Archaeology into architecture
In the Old City archaeological finds were incorporated into the overall urban design scheme. Louis Kahn, who was the leading voice in the early meetings of the Jerusalem Committee, envisioned the reconstruction of the evacuated quarter as ‘an archaeological grid in which [new] architectural, urban forms are shaped after and in juxtaposition to their ruins’.46 One of Louis Kahn’s most significant proposals for the reconstruction of the Old City, privately undertaken, was his plan for the restoration of the Hurva [Ruin] Synagogue, an eighteenth-century building that stood at the centre of the Jewish Quarter before it was demolished by the Jordan Legion after the 1948 war. The proportions and outline of Khan’s design for a monumental and archaic-looking synagogue-fortress, growing out of its ruins, were such that, if built, it would have competed on the city’s skyline with the Al Aqsa mosque and the Holy Sepulchre. Although never realized, the plan had considerable influence on Israeli architecture in the Quarter and beyond. Ram Karmi, one of the most promising young Israeli architects of the second generation of state builders, was Kahn’s foremost follower and promoter in Israel in the 1970s.
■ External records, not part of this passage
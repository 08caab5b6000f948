//! Storage command handlers.

use agentdock_session::SessionConfig;
use agentdock_session::config::paths;
use agentdock_session::store::{self, FileStore};
use agentdock_types::KeyValueStore;
use anyhow::{Context, Result};

fn open() -> FileStore {
    FileStore::new(paths::storage_path())
}

pub fn list() -> Result<()> {
    let store = open();
    let keys = store
        .keys()
        .with_context(|| format!("read {}", store.path().display()))?;
    if keys.is_empty() {
        println!("No persisted keys.");
        return Ok(());
    }
    for key in keys {
        println!("{key}");
    }
    Ok(())
}

pub fn purge(config: &SessionConfig) -> Result<()> {
    let store = open();
    let removed = store::purge_prefixed(&store, &config.storage.prefixes())
        .with_context(|| format!("purge {}", store.path().display()))?;
    println!("Removed {removed} key(s).");
    Ok(())
}
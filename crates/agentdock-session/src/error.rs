use thiserror::Error;

#[derive(Debug, Clone, Copy, PartialEq, Eq, Error)]
pub enum SessionError {
    #[error("session runtime is not running")]
    RuntimeStopped,
}

pub type SessionResult<T> = Result<T, SessionError>;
For Karmi, writing in 1970, Kahn’s design for the Hurva Synagogue marked the end of Israeli modernism that was closely associated with the architecture of Israel’s founding generation and that of his father, Dov Karmi. ‘Israeli architecture … did not manage to artistically and properly express the desires of a nation returning to its routes … the new Hurva building provides an opportunity to fill this absence.’47 The call was for the disciplines of archaeology and architecture to merge. Indeed, throughout the restoration work in the Quarter, Israeli archaeologists and architects collaborated, carrying out, often simultaneously, excavation, restoration and reconstruction.48 Archaeology was vertically extended into a new building style that Zvi Efrat called ‘archaeologism’.49 In some cases, the upper storeys of new homes would become literal extensions of their archaeological footprints, while other buildings would be built using older stones for the lower floors and newer stones at higher levels: others still were simply built to appear old.
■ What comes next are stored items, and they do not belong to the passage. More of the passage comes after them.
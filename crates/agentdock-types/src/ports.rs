//! Capability contracts consumed by the session orchestrator.
//!
//! Implementations wrap the hosted identity provider, the multi-chain wallet
//! layer, platform persistence and the UI shell. The orchestrator only ever
//! talks to these traits, so every collaborator can be swapped for an
//! in-process fake in tests.

use async_trait::async_trait;
use futures_util::stream::BoxStream;

use crate::chain::{ChainFamily, ChainId, ConnectivityState};
use crate::error::AdapterResult;
use crate::identity::{LoginOptions, ProviderEvent, ProviderState, Wallet};

pub type ProviderStream = BoxStream<'static, ProviderEvent>;
pub type ConnectivityStream = BoxStream<'static, ConnectivityState>;

/// Hosted login flow.
///
/// `login` only opens the flow; its outcome arrives later on the
/// [`ProviderStream`] as `LoginCompleted` or `LoginFailed`.
#[async_trait]
pub trait IdentityProvider: Send + Sync {
    /// Current reactive state.
    fn state(&self) -> ProviderState;

    /// Subscribes to state changes and login callbacks.
    fn subscribe(&self) -> ProviderStream;

    async fn login(&self, options: LoginOptions) -> AdapterResult<()>;

    async fn logout(&self) -> AdapterResult<()>;

    async fn session_token(&self) -> AdapterResult<Option<String>>;

    async fn create_embedded_wallet(&self) -> AdapterResult<Wallet>;
}

/// Multi-chain wallet connectivity layer.
#[async_trait]
pub trait WalletConnectivity: Send + Sync {
    fn state(&self) -> ConnectivityState;

    fn subscribe(&self) -> ConnectivityStream;

    /// Reconnects wallets without running the provider login.
    async fn connect_without_login(&self, redirect: Option<&str>) -> AdapterResult<()>;

    async fn disconnect(&self) -> AdapterResult<()>;

    async fn switch_chain(&self, chain: &ChainId) -> AdapterResult<()>;

    /// Wallets currently connected for one chain family.
    async fn wallets(&self, family: ChainFamily) -> AdapterResult<Vec<Wallet>>;

    /// Disconnects a single wallet using its family's idiom.
    async fn disconnect_wallet(&self, family: ChainFamily, wallet: &Wallet) -> AdapterResult<()>;

    async fn set_active_wallet(&self, wallet: &Wallet) -> AdapterResult<()>;

    /// Signs `message` with the active account and returns the signature.
    async fn sign_message(&self, message: &str) -> AdapterResult<String>;
}

/// Persisted-session lookup.
#[async_trait]
pub trait SessionLookup: Send + Sync {
    async fn has_valid_token(&self) -> AdapterResult<bool>;
}

/// Backend check of a wallet signature.
#[async_trait]
pub trait SignatureVerifier: Send + Sync {
    async fn verify(&self, address: &str, message: &str, signature: &str) -> AdapterResult<bool>;
}

/// Platform key-value persistence (local storage and friends).
pub trait KeyValueStore: Send + Sync {
    fn keys(&self) -> AdapterResult<Vec<String>>;
    fn get(&self, key: &str) -> AdapterResult<Option<String>>;
    fn set(&self, key: &str, value: &str) -> AdapterResult<()>;
    fn remove(&self, key: &str) -> AdapterResult<()>;
}

/// Router of the host UI.
#[async_trait]
pub trait Navigator: Send + Sync {
    async fn navigate(&self, route: &str) -> AdapterResult<()>;
}

#[derive(Debug, Clone, Copy, PartialEq, Eq)]
pub enum NoticeLevel {
    Info,
    Warning,
    Error,
}

/// Transient notifications (toasts). Never blocks the user.
pub trait Notifier: Send + Sync {
    fn notify(&self, level: NoticeLevel, message: &str);
}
The reconstruction of Kikar Batei Machase, the main square in the Jewish Quarter early 1970s, IP.
In 1974 Karmi became chief architect at the Ministry of Construction and Housing, which at the time still oversaw most residential construction in Israel and which had gained a reputation for promoting fast and cheap housing solutions in rows of housing blocks. Karmi was the most visible of a group of Israeli architects attuned to the historicist tendencies of the Jerusalem Committee and to worldwide developments in architecture. These architects were mostly young, returning from study periods in elite architectural schools worldwide, and in particular from the hot-house of new architectural ideas, the Architectural Association School of Architecture in London, from which Karmi himself had graduated. Like many in Israel’s professional class, most of them were supporters of the Labor Party, which between 1967 and 1977 was the executive force behind the colonization of Jerusalem and the rest of the occupied territories.
For these young practitioners, the architecture of the 1950s and 1960s – epitomized by the state-sponsored socialist housing blocks of European modernism – was sterile, heartless and lacking an important component, ‘meaning’. These architects had not for the most part returned to Israel out of nationalist conviction but rather because, as young architects, they were happy to be given the opportunity to build, and to engage with issues that were then at the centre of architectural discourse. They may have been aware that their projects were built on expropriated Palestinian lands, and precipitated personal and national tragedies, but they suppressed such thoughts, pretending to engage with these projects in a ‘purely’ professional way.
Upon taking up his role, in a move echoing that of Storrs, Karmi halted all projects in Jerusalem and set a team of experts to oversee a new citywide planning programme. For Karmi, ‘the search for national identity must be conducted through architecture.’50 In the introduction to ‘Israel Builds’ the 1977 official publication of the Ministry of Housing, he explained the shift in the focus of architectural production: ‘We live under the pressure of a shortage of housing … We make every effort to build as much as our budget permits … Still I feel that in all those efforts there is a lack of one component, the component around which Israel came into existence: the establishment of a “national home” … Home means more than just the narrow confines of one’s apartment; it also implies a sense of belonging to the immediate surroundings …’51 Architecture was to become a central player, no less, in the redesign of territory as a home.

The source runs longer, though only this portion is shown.